Casemiro é a chave para essa maneira de atuar. O meiocampista brasileiro oferece equilíbrio defensivo a seu setor com posicionamento e distribuição rápida após a recuperação, com o bônus do passe longo, vital para o jogo reativo. O ex-são-paulino ainda alivia a carga de trabalho de Kroos e Modric, liberando-os para tramar. Sem Casemiro como eixo, o Real Madrid é um time em dúvida quanto à própria finalidade, que se limita a esperar pelas indicações do jogo ao invés de tentar determiná-las.

O problema do Real Madrid contragolpeador é o conflito provocado pelo próprio talento. Isolando o potencial nato de cada jogador dos dois finalistas, é lógico afirmar que o favoritismo pende para o lado branco da decisão madrilenha. Não por acaso, o Real Madrid é o time mais caro da Europa, com uma cota de 32,2 milhões de euros por jogador. O Atlético está bem distante, com 8,8 milhões, em décimo-terceiro lugar na lista das formações mais luxuosas do continente.
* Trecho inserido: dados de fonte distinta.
use crate::config::{AdapterConfig, ProjectFilter};
use crate::events::{AdapterEvent, TestLoadEvent, TestRunEvent, TestState};
use crate::hierarchy;
use crate::identity::TestIndex;
use crate::model::{MethodNode, Project, SuiteNode};
use crate::{AdapterError, Result};
use indexmap::IndexMap;
use omnitest_protocol::{
    BackendEvent, TestBackend, TestOutcome, TestResult, WorkspaceInformation, MSTEST_FRAMEWORK,
};
use std::collections::{HashMap, HashSet};
use tokio::sync::mpsc::{self, UnboundedReceiver, UnboundedSender};

#[derive(Debug, Clone, Copy, PartialEq, Eq)]
enum LaunchMode {
    Run,
    Debug,
}

/// Receiving ends of the two channels exposed to the host UI.
pub struct AdapterChannels {
    pub load: UnboundedReceiver<TestLoadEvent>,
    pub state: UnboundedReceiver<TestRunEvent>,
}

/// The synchronization controller.
///
/// Owns the known-project set (keyed by project path, the stable identity
/// across refreshes) and the [`TestIndex`]; both are reachable only through
/// `&mut self` operations, so refresh cycles cannot interleave on them. Feed
/// external input through [`TestExplorerAdapter::drive`] (or
/// [`handle_event`](TestExplorerAdapter::handle_event)) to keep backend event
/// ordering intact.
pub struct TestExplorerAdapter<B> {
    backend: B,
    config: AdapterConfig,
    filter: ProjectFilter,
    projects: HashMap<String, Project>,
    index: TestIndex,
    load_tx: UnboundedSender<TestLoadEvent>,
    state_tx: UnboundedSender<TestRunEvent>,
}

impl<B: TestBackend> TestExplorerAdapter<B> {
    pub fn new(backend: B, config: AdapterConfig) -> Result<(Self, AdapterChannels)> {
        let filter = ProjectFilter::new(config.project_filters.as_deref())?;
        let (load_tx, load_rx) = mpsc::unbounded_channel();
        let (state_tx, state_rx) = mpsc::unbounded_channel();

        tracing::info!("initializing test adapter");
        let adapter = Self {
            backend,
            config,
            filter,
            projects: HashMap::new(),
            index: TestIndex::default(),
            load_tx,
            state_tx,
        };
        let channels = AdapterChannels {
            load: load_rx,
            state: state_rx,
        };
        Ok((adapter, channels))
    }

    /// The current tree, for the host's synchronous queries.
    pub fn suite(&self) -> SuiteNode {
        self.index.suite()
    }

    /// Processes queued events until the sender side closes.
    pub async fn drive(&mut self, events: &mut UnboundedReceiver<AdapterEvent>) {
        while let Some(event) = events.recv().await {
            self.handle_event(event).await;
        }
    }

    pub async fn handle_event(&mut self, event: AdapterEvent) {
        match event {
            AdapterEvent::Backend(BackendEvent::WorkspaceInformationUpdated(info)) => {
                self.handle_workspace_information(&info).await;
            }
            AdapterEvent::Backend(BackendEvent::TestRunStarted { method_name }) => {
                self.handle_run_started(&method_name);
            }
            AdapterEvent::Backend(BackendEvent::TestResultsReported(results)) => {
                self.handle_test_results(&results);
            }
            AdapterEvent::BuildTaskFinished { category } => {
                if category.triggers_refresh() {
                    self.refresh().await;
                } else {
                    tracing::debug!(?category, "ignoring finished task");
                }
            }
            AdapterEvent::LoadRequested => self.load().await,
            AdapterEvent::RunRequested { tests } => self.run(&tests).await,
            AdapterEvent::DebugRequested { tests } => self.debug(&tests).await,
        }
    }

    /// Explicit load request from the host.
    pub async fn load(&mut self) {
        self.refresh().await;
    }

    /// Rebuilds the known-project set from both metadata shapes, then
    /// refreshes. The previous set and every derived index are discarded.
    pub async fn handle_workspace_information(&mut self, info: &WorkspaceInformation) {
        let mut projects = HashMap::new();

        if let Some(dotnet) = &info.dot_net {
            for metadata in &dotnet.projects {
                let Some(project) = Project::from_dotnet(metadata) else {
                    continue;
                };
                self.admit(&mut projects, project);
            }
        }
        if let Some(msbuild) = &info.ms_build {
            for metadata in &msbuild.projects {
                let Some(project) = Project::from_msbuild(metadata) else {
                    continue;
                };
                self.admit(&mut projects, project);
            }
        }

        tracing::info!(count = projects.len(), "workspace information updated");
        self.projects = projects;
        self.index.clear();
        self.refresh().await;
    }

    fn admit(&self, projects: &mut HashMap<String, Project>, project: Project) {
        if !self.filter.admits(&project.path) {
            tracing::debug!(project = %project.name, path = %project.path, "filtered out");
            return;
        }
        projects.insert(project.path.clone(), project);
    }

    /// One refresh cycle: staleness-gate every known project, re-discover the
    /// changed ones sequentially, and republish the tree.
    async fn refresh(&mut self) {
        tracing::info!("refreshing workspace");
        self.emit_load(TestLoadEvent::Started);

        let mut paths: Vec<String> = self.projects.keys().cloned().collect();
        paths.sort();

        for path in paths {
            let Some(project) = self.projects.get_mut(&path) else {
                continue;
            };
            let name = project.name.clone();
            let source_file = project.source_file.clone();

            let changed = match project.refresh_outputs() {
                Ok(changed) => changed,
                Err(err) => {
                    tracing::warn!(project = %name, error = %err, "failed to stat build outputs; skipping project");
                    continue;
                }
            };
            if !changed {
                tracing::info!(project = %name, "no change detected; skipping");
                continue;
            }

            tracing::info!(project = %name, "project changed; rediscovering tests");
            let tests = match self
                .backend
                .discover_tests(&source_file, MSTEST_FRAMEWORK, self.config.discovery_no_build)
                .await
            {
                Ok(tests) => tests,
                Err(err) => {
                    tracing::error!(project = %name, error = %err, "test discovery failed; aborting refresh");
                    break;
                }
            };
            tracing::info!(project = %name, count = tests.len(), "discovered tests");

            let Some(project) = self.projects.get(&path) else {
                continue;
            };
            if let Some(node) = hierarchy::build(project, &tests) {
                self.index.insert_project(node);
            }
        }

        self.emit_load(TestLoadEvent::Finished {
            suite: self.index.suite(),
        });
    }

    pub async fn run(&self, tests: &[String]) {
        self.dispatch(tests, LaunchMode::Run).await;
    }

    pub async fn debug(&self, tests: &[String]) {
        self.dispatch(tests, LaunchMode::Debug).await;
    }

    /// Cancellation of an in-flight run. Not implemented: the backend call is
    /// not tracked, so there is nothing to kill yet.
    pub fn cancel(&self) -> Result<()> {
        Err(AdapterError::CancellationUnsupported)
    }

    /// Resolves the selection, batches per compilation unit and issues the
    /// backend calls. Units are built at most once per batch; later calls for
    /// the same unit pass the skip-rebuild flag. `Finished` is emitted even
    /// when the batch aborts on a backend failure, keeping started/finished
    /// symmetric.
    async fn dispatch(&self, tests: &[String], mode: LaunchMode) {
        tracing::info!(?mode, ?tests, "dispatching tests");
        self.emit_state(TestRunEvent::Started {
            tests: tests.to_vec(),
        });

        let methods = self.index.resolve(tests);
        if self.config.group_runs_by_unit {
            self.dispatch_grouped(&methods, mode).await;
        } else {
            self.dispatch_singly(&methods, mode).await;
        }

        self.emit_state(TestRunEvent::Finished);
    }

    async fn dispatch_singly(&self, methods: &[&MethodNode], mode: LaunchMode) {
        let mut built: HashSet<&str> = HashSet::new();
        for method in methods.iter().copied() {
            let already_built = built.contains(method.assembly.as_str());
            let call = match mode {
                LaunchMode::Run => {
                    self.backend
                        .run_test(&method.full_name, &method.file, MSTEST_FRAMEWORK, already_built)
                        .await
                }
                LaunchMode::Debug => {
                    self.backend
                        .debug_test(&method.full_name, &method.file, MSTEST_FRAMEWORK, already_built)
                        .await
                }
            };
            if let Err(err) = call {
                tracing::error!(method = %method.full_name, error = %err, "backend call failed; aborting dispatch");
                return;
            }
            built.insert(method.assembly.as_str());
        }
    }

    async fn dispatch_grouped(&self, methods: &[&MethodNode], mode: LaunchMode) {
        let mut units: IndexMap<&str, Vec<&MethodNode>> = IndexMap::new();
        for method in methods.iter().copied() {
            units.entry(method.assembly.as_str()).or_default().push(method);
        }

        let mut built: HashSet<&str> = HashSet::new();
        for (unit, group) in &units {
            let unit = *unit;
            let already_built = built.contains(unit);
            let names: Vec<String> = group.iter().map(|m| m.full_name.clone()).collect();
            let source_file = &group[0].file;

            let call = match mode {
                LaunchMode::Run => {
                    self.backend
                        .run_tests_in_unit(unit, &names, source_file, MSTEST_FRAMEWORK, already_built)
                        .await
                }
                LaunchMode::Debug => {
                    self.backend
                        .debug_tests_in_unit(unit, &names, source_file, MSTEST_FRAMEWORK, already_built)
                        .await
                }
            };
            if let Err(err) = call {
                tracing::error!(unit = %unit, error = %err, "backend call failed; aborting dispatch");
                return;
            }
            built.insert(unit);
        }
    }

    /// Backend announced execution of one method; surface it as a running
    /// node. An unknown name is logged and dropped, never surfaced.
    fn handle_run_started(&self, method_name: &str) {
        match self.index.method_by_full_name(method_name) {
            Some(method) => {
                self.emit_state(TestRunEvent::Started {
                    tests: vec![method.id.clone()],
                });
            }
            None => {
                tracing::error!(method = %method_name, "run started for a method the index does not know");
            }
        }
    }

    /// Correlates a batch of backend outcomes to UI state events.
    fn handle_test_results(&self, results: &[TestResult]) {
        for result in results {
            let Some(method) = self.index.method_by_full_name(&result.method_name) else {
                tracing::error!(
                    method = %result.method_name,
                    outcome = ?result.outcome,
                    "result reported for a method the index does not know"
                );
                continue;
            };

            if result.outcome == TestOutcome::Failed {
                tracing::info!(method = %result.method_name, error = ?result.error_message, "test failed");
            } else {
                tracing::info!(method = %result.method_name, outcome = ?result.outcome, "test finished");
            }

            self.emit_state(TestRunEvent::TestStateChanged {
                test: method.id.clone(),
                state: TestState::from(result.outcome),
                message: Some(compose_message(result)),
            });
        }
    }

    fn emit_load(&self, event: TestLoadEvent) {
        if self.load_tx.send(event).is_err() {
            tracing::debug!("load event receiver dropped");
        }
    }

    fn emit_state(&self, event: TestRunEvent) {
        if self.state_tx.send(event).is_err() {
            tracing::debug!("state event receiver dropped");
        }
    }
}

/// Failure messages lead with the error and stack trace; captured output
/// follows in stdout-then-stderr order. Non-failures carry output only.
fn compose_message(result: &TestResult) -> String {
    let mut lines: Vec<&str> = Vec::new();
    if result.outcome == TestOutcome::Failed {
        lines.push(result.error_message.as_deref().unwrap_or_default());
        lines.push(result.error_stack_trace.as_deref().unwrap_or_default());
    }
    lines.extend(result.standard_output.iter().map(String::as_str));
    lines.extend(result.standard_error.iter().map(String::as_str));
    lines.join("\n")
}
O desequilíbrio de orçamento estimula a equipe mais valorizada a tomar as iniciativas, o que daria ao encontro os contornos preferidos por Simeone.
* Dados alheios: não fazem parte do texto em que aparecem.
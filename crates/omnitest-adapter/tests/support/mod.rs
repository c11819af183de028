use async_trait::async_trait;
use omnitest_protocol::workspace::{
    DotNetConfiguration, DotNetProject, DotNetWorkspaceInformation, WorkspaceInformation,
};
use omnitest_protocol::{BackendError, TestBackend, TestInfo};
use std::collections::HashMap;
use std::fs;
use std::path::{Path, PathBuf};
use std::sync::{Arc, Mutex};
use std::time::{Duration, SystemTime};
use tempfile::TempDir;
use tokio::sync::mpsc::UnboundedReceiver;

/// Fixed "build finished" instant used for artifact mtimes, safely in the
/// past relative to the adapter's initial observation.
pub const BUILT_AT: u64 = 1_700_000_000;

#[derive(Debug, Clone, PartialEq)]
pub enum BackendCall {
    Discover {
        source_file: String,
        framework: String,
        no_build: bool,
    },
    Run {
        method: String,
        source_file: String,
        no_build: bool,
    },
    RunUnit {
        unit: String,
        methods: Vec<String>,
        source_file: String,
        no_build: bool,
    },
    Debug {
        method: String,
        source_file: String,
        no_build: bool,
    },
    DebugUnit {
        unit: String,
        methods: Vec<String>,
        source_file: String,
        no_build: bool,
    },
}

#[derive(Default)]
struct MockState {
    calls: Mutex<Vec<BackendCall>>,
    discovery: Mutex<HashMap<String, Vec<TestInfo>>>,
    fail_discovery: Mutex<bool>,
}

/// Scripted backend that records every call it receives. Clones share state,
/// so tests can keep a handle while the adapter owns another.
#[derive(Clone, Default)]
pub struct MockBackend {
    state: Arc<MockState>,
}

impl MockBackend {
    pub fn new() -> Self {
        Self::default()
    }

    pub fn set_discovery(&self, source_file: &str, tests: Vec<TestInfo>) {
        self.state
            .discovery
            .lock()
            .unwrap()
            .insert(source_file.to_string(), tests);
    }

    pub fn fail_discovery(&self, fail: bool) {
        *self.state.fail_discovery.lock().unwrap() = fail;
    }

    pub fn calls(&self) -> Vec<BackendCall> {
        self.state.calls.lock().unwrap().clone()
    }

    pub fn clear_calls(&self) {
        self.state.calls.lock().unwrap().clear();
    }

    pub fn discover_calls(&self) -> Vec<BackendCall> {
        self.calls()
            .into_iter()
            .filter(|call| matches!(call, BackendCall::Discover { .. }))
            .collect()
    }

    fn record(&self, call: BackendCall) {
        self.state.calls.lock().unwrap().push(call);
    }
}

#[async_trait]
impl TestBackend for MockBackend {
    async fn discover_tests(
        &self,
        source_file: &str,
        framework: &str,
        no_build: bool,
    ) -> Result<Vec<TestInfo>, BackendError> {
        self.record(BackendCall::Discover {
            source_file: source_file.to_string(),
            framework: framework.to_string(),
            no_build,
        });
        if *self.state.fail_discovery.lock().unwrap() {
            return Err(BackendError::Request("discovery failed".into()));
        }
        Ok(self
            .state
            .discovery
            .lock()
            .unwrap()
            .get(source_file)
            .cloned()
            .unwrap_or_default())
    }

    async fn run_test(
        &self,
        method: &str,
        source_file: &str,
        _framework: &str,
        no_build: bool,
    ) -> Result<(), BackendError> {
        self.record(BackendCall::Run {
            method: method.to_string(),
            source_file: source_file.to_string(),
            no_build,
        });
        Ok(())
    }

    async fn run_tests_in_unit(
        &self,
        unit: &str,
        methods: &[String],
        source_file: &str,
        _framework: &str,
        no_build: bool,
    ) -> Result<(), BackendError> {
        self.record(BackendCall::RunUnit {
            unit: unit.to_string(),
            methods: methods.to_vec(),
            source_file: source_file.to_string(),
            no_build,
        });
        Ok(())
    }

    async fn debug_test(
        &self,
        method: &str,
        source_file: &str,
        _framework: &str,
        no_build: bool,
    ) -> Result<(), BackendError> {
        self.record(BackendCall::Debug {
            method: method.to_string(),
            source_file: source_file.to_string(),
            no_build,
        });
        Ok(())
    }

    async fn debug_tests_in_unit(
        &self,
        unit: &str,
        methods: &[String],
        source_file: &str,
        _framework: &str,
        no_build: bool,
    ) -> Result<(), BackendError> {
        self.record(BackendCall::DebugUnit {
            unit: unit.to_string(),
            methods: methods.to_vec(),
            source_file: source_file.to_string(),
            no_build,
        });
        Ok(())
    }
}

pub fn test_info(full_name: &str, display: &str, file: &str, line: i32) -> TestInfo {
    TestInfo {
        fully_qualified_name: full_name.into(),
        display_name: display.into(),
        code_file_path: file.into(),
        line_number: line,
    }
}

/// Creates a build artifact in `dir` with its mtime pinned to [`BUILT_AT`].
pub fn write_artifact(dir: &TempDir, name: &str) -> PathBuf {
    let path = dir.path().join(name);
    let file = fs::File::create(&path).unwrap();
    file.set_modified(SystemTime::UNIX_EPOCH + Duration::from_secs(BUILT_AT))
        .unwrap();
    path
}

/// Bumps an artifact's mtime by `offset_secs` past [`BUILT_AT`], simulating a
/// rebuild.
pub fn rebuild_artifact(path: &Path, offset_secs: u64) {
    fs::File::options()
        .write(true)
        .open(path)
        .unwrap()
        .set_modified(SystemTime::UNIX_EPOCH + Duration::from_secs(BUILT_AT + offset_secs))
        .unwrap();
}

/// Workspace metadata in the `DotNet` shape: one entry per
/// `(name, path, source_file, artifact)` project.
pub fn dotnet_workspace(projects: &[(&str, &str, &str, &Path)]) -> WorkspaceInformation {
    WorkspaceInformation {
        dot_net: Some(DotNetWorkspaceInformation {
            projects: projects
                .iter()
                .map(|(name, path, source_file, artifact)| DotNetProject {
                    name: name.to_string(),
                    path: path.to_string(),
                    source_files: vec![source_file.to_string()],
                    configurations: vec![DotNetConfiguration {
                        compilation_output_assembly_file: artifact.to_string_lossy().into_owned(),
                    }],
                })
                .collect(),
        }),
        ms_build: None,
    }
}

/// Collects everything currently queued on a channel without blocking.
pub fn drain<T>(rx: &mut UnboundedReceiver<T>) -> Vec<T> {
    let mut events = Vec::new();
    while let Ok(event) = rx.try_recv() {
        events.push(event);
    }
    events
}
Talvez por isso o técnico e os jogadores do Atlético insistam que também sabem levar o jogo ao campo do oponente e estão preparados para fazê-lo neste sábado, em San Siro. Pode ser uma carta estratégica para induzir o Real Madrid a surpreendê-los, um truque antigo do futebol das salas de entrevistas. Após a esquizofrenia de Mourinho, a sabedoria de Ancelotti e a burocracia de Benítez, Zidane conduz o elenco dando autonomia aos jogadores, o que cobra um preço no aspecto coletivo. Como equipe, o Atlético é superior, um produto finalizado do futebol defensivo que se alimenta da posse do rival.

Dois anos atrás, em Lisboa, o Atlético fez um gol e tratou de sofrer, como gosta. O heroísmo de Sergio Ramos escreveu um final diferente e alterou o rumo do troféu. Se dependesse do próprio desejo, Simeone repetiria o padrão de atuação de seu time sem temores, pois ninguém pode apostar sempre em uma bola parada salvadora nos últimos segundos. O desafio de hoje é do Real Madrid.

FRACOS

Em uma das entrevistas mais deprimentes de um dirigente esportivo brasileiro nos últimos tempos – e a concorrência é pesada neste campo – o presidente do Corinthians, Roberto de Andrade, justificou sua autorização à dura de “torcedores” organizados em jogadores com uma pérola: “a torcida faz parte do futebol”. No dia seguinte à agressão de um jogador do Flamengo em um jogo de basquete do clube, a diretoria rubro-negra recebeu organizados para uma “reunião”. É assim que a cartolagem nacional quer ser percebida como gestores capazes, expondo jogadores profissionais de futebol ao constrangimento de ser cobrados, dentro do ambiente de trabalho, por desocupados que pretendem ser influentes. E de fato conseguem, pois aqueles que deveriam estabelecer os devidos territórios e fronteiras sempre encontram explicações para a própria falta de firmeza.